I’m not going to bother with a summary of this book. If you’re reading a blog about middle grade novels, I’ll assume you’re familiar with the basic story of Charlie and the Chocolate Factory. That’s one of the reasons I chose to reread the book now. Its story is so well known to me I can all but ignore it and focus my attention on Dahl’s craftsmanship. I know that Charlie is a character we’re hoping will find a golden ticket and get to tour the chocolate factory, but why do we hope this? How does Dahl convince us to care about Charlie and his lack of a chocolate factory tour?
What I learned this time through is that Charlie and the Chocolate Factory is actually a horror story for children. Seriously. How else is one to explain the chapter in which a little girl is attacked by an army of squirrels in what has to be one of the creepiest scenes in all of middle grade and adult fiction?
And after all, Roald Dahl wrote a great deal of horror for adults (another reason I love him). When I read this book as a child, I hadn't spent any time watching, reading, or writing horror, so I never picked up on it before. Reading the book again as an adult, I have now written a fair amount of horror and I know it when I see it.
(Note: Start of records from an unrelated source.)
//! Tunable parameters for the particle field.
//!
//! Every field has a default tuned for a subtle full-page background,
//! so a config file only needs to name what it changes:
//!
//! ```ignore
//! let config = FieldConfig::from_json_str(r#"{ "max_particles": 60, "trail_fade": 0.25 }"#)?;
//! ```
//!
//! Builder-style setters are available for code:
//!
//! ```ignore
//! let config = FieldConfig::default()
//!     .with_max_particles(60)
//!     .with_pointer_radius(140.0);
//! ```

use std::path::Path;

use serde::{Deserialize, Serialize};

use crate::color::{default_palette, Color};
use crate::error::ConfigError;

/// Duration of one frame at 60 Hz, in milliseconds.
pub const REFERENCE_FRAME_MS: f32 = 1000.0 / 60.0;

/// A half-open `[min, max)` band that per-particle attributes are drawn from.
#[derive(Debug, Clone, Copy, PartialEq, Serialize, Deserialize)]
pub struct Band {
    pub min: f32,
    pub max: f32,
}

impl Band {
    pub const fn new(min: f32, max: f32) -> Self {
        Self { min, max }
    }

    /// Map a unit sample `t` in `[0, 1)` into the band.
    #[inline]
    pub fn lerp(&self, t: f32) -> f32 {
        self.min + (self.max - self.min) * t
    }

    /// Whether `value` lies in `[min, max)`, or equals `min` for a zero-width band.
    #[inline]
    pub fn contains(&self, value: f32) -> bool {
        if self.min == self.max {
            value == self.min
        } else {
            value >= self.min && value < self.max
        }
    }

    fn validate(&self, name: &'static str) -> Result<(), ConfigError> {
        if !self.min.is_finite() || !self.max.is_finite() || self.min > self.max || self.min < 0.0 {
            return Err(ConfigError::InvalidRange {
                name,
                min: self.min,
                max: self.max,
            });
        }
        Ok(())
    }
}

/// Configuration for a [`ParticleField`](crate::ParticleField).
#[derive(Debug, Clone, PartialEq, Serialize, Deserialize)]
#[serde(default)]
pub struct FieldConfig {
    /// Surface area (logical px²) per particle.
    pub density_divisor: f32,
    /// Population cap.
    pub max_particles: usize,
    /// Distance particles may travel past an edge before wrapping.
    pub margin: f32,
    /// Radius / half-extent band.
    pub size: Band,
    /// Per-component speed band in px per reference frame; sign is random.
    pub speed: Band,
    /// Opacity band, within `[0, 1]`.
    pub opacity: Band,
    /// Rotation speed is drawn from `[-max, max)` radians per reference frame.
    pub rotation_speed_max: f32,
    /// Colors particles pick from uniformly.
    pub palette: Vec<Color>,
    /// Frame length that velocities are expressed against.
    pub reference_frame_ms: f32,
    /// Scale of the vertical drift caused by the smoothed scroll offset.
    pub scroll_damping: f32,
    /// Stiffness of the critically damped scroll spring (s⁻²).
    pub scroll_stiffness: f32,
    /// Upper bound of the raw scroll offset the host accumulates.
    pub max_scroll: f32,
    /// Particles closer than this to the pointer are pushed away.
    pub pointer_radius: f32,
    /// Displacement per reference frame applied by the pointer push.
    pub pointer_force: f32,
    /// Base distance under which two particles are linked.
    pub connection_distance: f32,
    /// Alpha of a link between coincident particles.
    pub connection_opacity: f32,
    /// Link stroke width in logical px.
    pub connection_width: f32,
    /// Pointer distance over which links are boosted.
    pub highlight_radius: f32,
    /// Fractional growth of the link distance right under the pointer.
    pub highlight_boost: f32,
    /// When set, the previous frame is faded by this alpha instead of cleared.
    pub trail_fade: Option<f32>,
    /// Color the surface is cleared to.
    pub background: Color,
}

impl Default for FieldConfig {
    fn default() -> Self {
        Self {
            density_divisor: 15_000.0,
            max_particles: 100,
            margin: 20.0,
            size: Band::new(1.0, 3.0),
            speed: Band::new(0.05, 0.25),
            opacity: Band::new(0.1, 0.6),
            rotation_speed_max: 0.02,
            palette: default_palette(),
            reference_frame_ms: REFERENCE_FRAME_MS,
            scroll_damping: 0.0015,
            scroll_stiffness: 120.0,
            max_scroll: 4_000.0,
            pointer_radius: 100.0,
            pointer_force: 0.5,
            connection_distance: 100.0,
            connection_opacity: 0.2,
            connection_width: 1.0,
            highlight_radius: 150.0,
            highlight_boost: 0.5,
            trail_fade: None,
            background: Color::rgb(0x02, 0x06, 0x17),
        }
    }
}

impl FieldConfig {
    /// Parse and validate a JSON config. Missing fields take their defaults.
    pub fn from_json_str(json: &str) -> Result<Self, ConfigError> {
        let config: FieldConfig = serde_json::from_str(json)?;
        config.validate()?;
        Ok(config)
    }

    /// Read, parse and validate a JSON config file.
    pub fn from_file(path: impl AsRef<Path>) -> Result<Self, ConfigError> {
        let path = path.as_ref();
        let json = std::fs::read_to_string(path).map_err(|source| ConfigError::Io {
            path: path.to_path_buf(),
            source,
        })?;
        Self::from_json_str(&json)
    }

    /// Serialize to pretty-printed JSON.
    pub fn to_json_pretty(&self) -> Result<String, ConfigError> {
        Ok(serde_json::to_string_pretty(self)?)
    }

    /// Check every parameter against its domain.
    pub fn validate(&self) -> Result<(), ConfigError> {
        positive("density_divisor", self.density_divisor)?;
        non_negative("margin", self.margin)?;
        self.size.validate("size")?;
        self.speed.validate("speed")?;
        self.opacity.validate("opacity")?;
        if self.opacity.max > 1.0 {
            return Err(ConfigError::InvalidRange {
                name: "opacity",
                min: self.opacity.min,
                max: self.opacity.max,
            });
        }
        non_negative("rotation_speed_max", self.rotation_speed_max)?;
        if self.palette.is_empty() {
            return Err(ConfigError::EmptyPalette);
        }
        positive("reference_frame_ms", self.reference_frame_ms)?;
        non_negative("scroll_damping", self.scroll_damping)?;
        positive("scroll_stiffness", self.scroll_stiffness)?;
        non_negative("max_scroll", self.max_scroll)?;
        non_negative("pointer_radius", self.pointer_radius)?;
        non_negative("pointer_force", self.pointer_force)?;
        non_negative("connection_distance", self.connection_distance)?;
        unit("connection_opacity", self.connection_opacity)?;
        non_negative("connection_width", self.connection_width)?;
        non_negative("highlight_radius", self.highlight_radius)?;
        non_negative("highlight_boost", self.highlight_boost)?;
        if let Some(fade) = self.trail_fade {
            if !(fade > 0.0 && fade <= 1.0) {
                return Err(ConfigError::InvalidValue {
                    name: "trail_fade",
                    value: fade,
                });
            }
        }
        Ok(())
    }

    /// Number of particles for a surface of the given logical size.
    ///
    /// `clamp(floor(width * height / density_divisor), 0, max_particles)`;
    /// non-finite or non-positive dimensions give zero.
    pub fn particle_count(&self, width: f32, height: f32) -> usize {
        let area = width * height;
        if !(width > 0.0 && height > 0.0 && area.is_finite()) || self.density_divisor <= 0.0 {
            return 0;
        }
        let raw = (area / self.density_divisor).floor();
        if raw >= self.max_particles as f32 {
            self.max_particles
        } else {
            raw as usize
        }
    }

    // ========== Builder ==========

    pub fn with_density_divisor(mut self, divisor: f32) -> Self {
        self.density_divisor = divisor;
        self
    }

    pub fn with_max_particles(mut self, count: usize) -> Self {
        self.max_particles = count;
        self
    }

    pub fn with_margin(mut self, margin: f32) -> Self {
        self.margin = margin;
        self
    }

    pub fn with_size(mut self, min: f32, max: f32) -> Self {
        self.size = Band::new(min, max);
        self
    }

    pub fn with_speed(mut self, min: f32, max: f32) -> Self {
        self.speed = Band::new(min, max);
        self
    }

    pub fn with_opacity(mut self, min: f32, max: f32) -> Self {
        self.opacity = Band::new(min, max);
        self
    }

    pub fn with_palette(mut self, palette: Vec<Color>) -> Self {
        self.palette = palette;
        self
    }

    pub fn with_pointer_radius(mut self, radius: f32) -> Self {
        self.pointer_radius = radius;
        self
    }

    pub fn with_pointer_force(mut self, force: f32) -> Self {
        self.pointer_force = force;
        self
    }

    pub fn with_connection_distance(mut self, distance: f32) -> Self {
        self.connection_distance = distance;
        self
    }

    pub fn with_highlight(mut self, radius: f32, boost: f32) -> Self {
        self.highlight_radius = radius;
        self.highlight_boost = boost;
        self
    }

    pub fn with_scroll_damping(mut self, damping: f32) -> Self {
        self.scroll_damping = damping;
        self
    }

    /// Fade the previous frame instead of clearing it, leaving trails.
    pub fn with_trail_fade(mut self, fade: Option<f32>) -> Self {
        self.trail_fade = fade;
        self
    }

    pub fn with_background(mut self, color: Color) -> Self {
        self.background = color;
        self
    }
}

fn positive(name: &'static str, value: f32) -> Result<(), ConfigError> {
    if value.is_finite() && value > 0.0 {
        Ok(())
    } else {
        Err(ConfigError::InvalidValue { name, value })
    }
}

fn non_negative(name: &'static str, value: f32) -> Result<(), ConfigError> {
    if value.is_finite() && value >= 0.0 {
        Ok(())
    } else {
        Err(ConfigError::InvalidValue { name, value })
    }
}

fn unit(name: &'static str, value: f32) -> Result<(), ConfigError> {
    if (0.0..=1.0).contains(&value) {
        Ok(())
    } else {
        Err(ConfigError::InvalidValue { name, value })
    }
}

#[cfg(test)]
mod tests {
    use super::*;

    #[test]
    fn test_default_is_valid() {
        FieldConfig::default().validate().unwrap();
    }

    #[test]
    fn test_particle_count_density_and_cap() {
        let config = FieldConfig::default();

        // 300 x 200 = 60_000 px² -> 4 particles
        assert_eq!(config.particle_count(300.0, 200.0), 4);
        // A 1080p viewport would want 138; the cap keeps it at 100
        assert_eq!(config.particle_count(1920.0, 1080.0), 100);
        // Below one particle's worth of area
        assert_eq!(config.particle_count(100.0, 100.0), 0);
    }

    #[test]
    fn test_particle_count_degenerate_sizes() {
        let config = FieldConfig::default();
        assert_eq!(config.particle_count(0.0, 1000.0), 0);
        assert_eq!(config.particle_count(-500.0, 1000.0), 0);
        assert_eq!(config.particle_count(f32::NAN, 1000.0), 0);
        assert_eq!(config.particle_count(f32::INFINITY, 1000.0), 0);
    }

    #[test]
    fn test_json_partial_uses_defaults() {
        let config = FieldConfig::from_json_str(
            r##"{ "max_particles": 40, "palette": ["#ffffff"], "trail_fade": 0.3 }"##,
        )
        .unwrap();

        assert_eq!(config.max_particles, 40);
        assert_eq!(config.palette, vec![Color::WHITE]);
        assert_eq!(config.trail_fade, Some(0.3));
        assert_eq!(config.connection_distance, 100.0);
    }

    #[test]
    fn test_json_roundtrip() {
        let config = FieldConfig::default().with_max_particles(12).with_trail_fade(Some(0.5));
        let back = FieldConfig::from_json_str(&config.to_json_pretty().unwrap()).unwrap();
        assert_eq!(back, config);
    }

    #[test]
    fn test_validation_failures() {
        let err = FieldConfig::from_json_str(r#"{ "palette": [] }"#).unwrap_err();
        assert!(matches!(err, ConfigError::EmptyPalette));

        let err = FieldConfig::from_json_str(r#"{ "size": { "min": 3.0, "max": 1.0 } }"#).unwrap_err();
        assert!(matches!(err, ConfigError::InvalidRange { name: "size", .. }));

        let err = FieldConfig::from_json_str(r#"{ "opacity": { "min": 0.5, "max": 1.5 } }"#).unwrap_err();
        assert!(matches!(err, ConfigError::InvalidRange { name: "opacity", .. }));

        let err = FieldConfig::from_json_str(r#"{ "density_divisor": 0.0 }"#).unwrap_err();
        assert!(matches!(err, ConfigError::InvalidValue { name: "density_divisor", .. }));

        let err = FieldConfig::from_json_str(r#"{ "trail_fade": 0.0 }"#).unwrap_err();
        assert!(matches!(err, ConfigError::InvalidValue { name: "trail_fade", .. }));

        let err = FieldConfig::from_json_str(r##"{ "palette": ["#12"] }"##).unwrap_err();
        assert!(matches!(err, ConfigError::Json(_)));
    }

    #[test]
    fn test_from_file_missing() {
        let err = FieldConfig::from_file("/definitely/not/here.json").unwrap_err();
        assert!(matches!(err, ConfigError::Io { .. }));
    }

    #[test]
    fn test_band() {
        let band = Band::new(1.0, 3.0);
        assert_eq!(band.lerp(0.0), 1.0);
        assert_eq!(band.lerp(0.5), 2.0);
        assert!(band.contains(1.0));
        assert!(!band.contains(3.0));
        assert!(Band::new(2.0, 2.0).contains(2.0));
    }
}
Willy Wonka is a scary dude. So get this: he invites 5 children to tour his chocolate factory, then disposes of one child after another until he is left with one child (innocent and pure like the best teenage virgin horror heroines) who is rewarded with survival and a chocolate factory.
Note to any screenwriters reading this blog: you could totally adapt this plot to a teen scream fest. Imagine five teenagers go someplace creepy, like say, an old factory, and a maniac kills the ones who have sex, who do drugs, who drink, who pollute the environment (it’s your morality play, pick your vices), until there is only the one virgin left who defeats the maniac or reaches a compromise and gets to live happily ever after because he/she is a virgin.
Charlie and the Chocolate Factory is the same story, only instead of doing drugs or having sex, the sinners in this tale watch too much television, chew too much gum, eat too much food, and are spoiled to the point of being a “bad nut.” If you don’t believe me, reread the rhymes spoken by the oompa loompas who serve mainly as a Greek chorus, and are pleased when each sinner has been disposed of.
Willy Wonka accidentally-on-purpose puts each of these terrible children in a situation where their own vice is turned against them, sort of like Kevin Spacey's character in Se7en, but for kids! If I were Charlie, by the end of that tour I would be screaming my head off in terror, worried about how Willy Wonka was going to blow me up into a blueberry, shrink me to the size of cockroach, let me get sucked into a pipe, or sick an army of squirrels on me (just thinking about it sends a shiver up my spine).
Don’t get me wrong. Knowing that Dahl wrote a horror story for children almost as scary as The Witches only makes me love him more. Part of the appeal of the horror story is that the reader is able to see characters get what they deserve. If a person is a jerk in a horror story, the reader can look forward to seeing that character get what’s coming to him. Children have to deal with jerks just as surely as adults do. I think part of the reason I loved this story as a child is because it was fun to see the bad kids punished.
STANDARD DISCLAIMER: Book of the Week is simply the best book I happened to read in a given week. There are likely other books as good or better that I just didn’t happen to read that week. Also, all reviews here will be written to highlight a book’s positive qualities. It is my policy that if I don’t have something nice to say online, I won’t say anything at all (usually). I’ll leave you to discover the negative qualities of each week’s book on your own.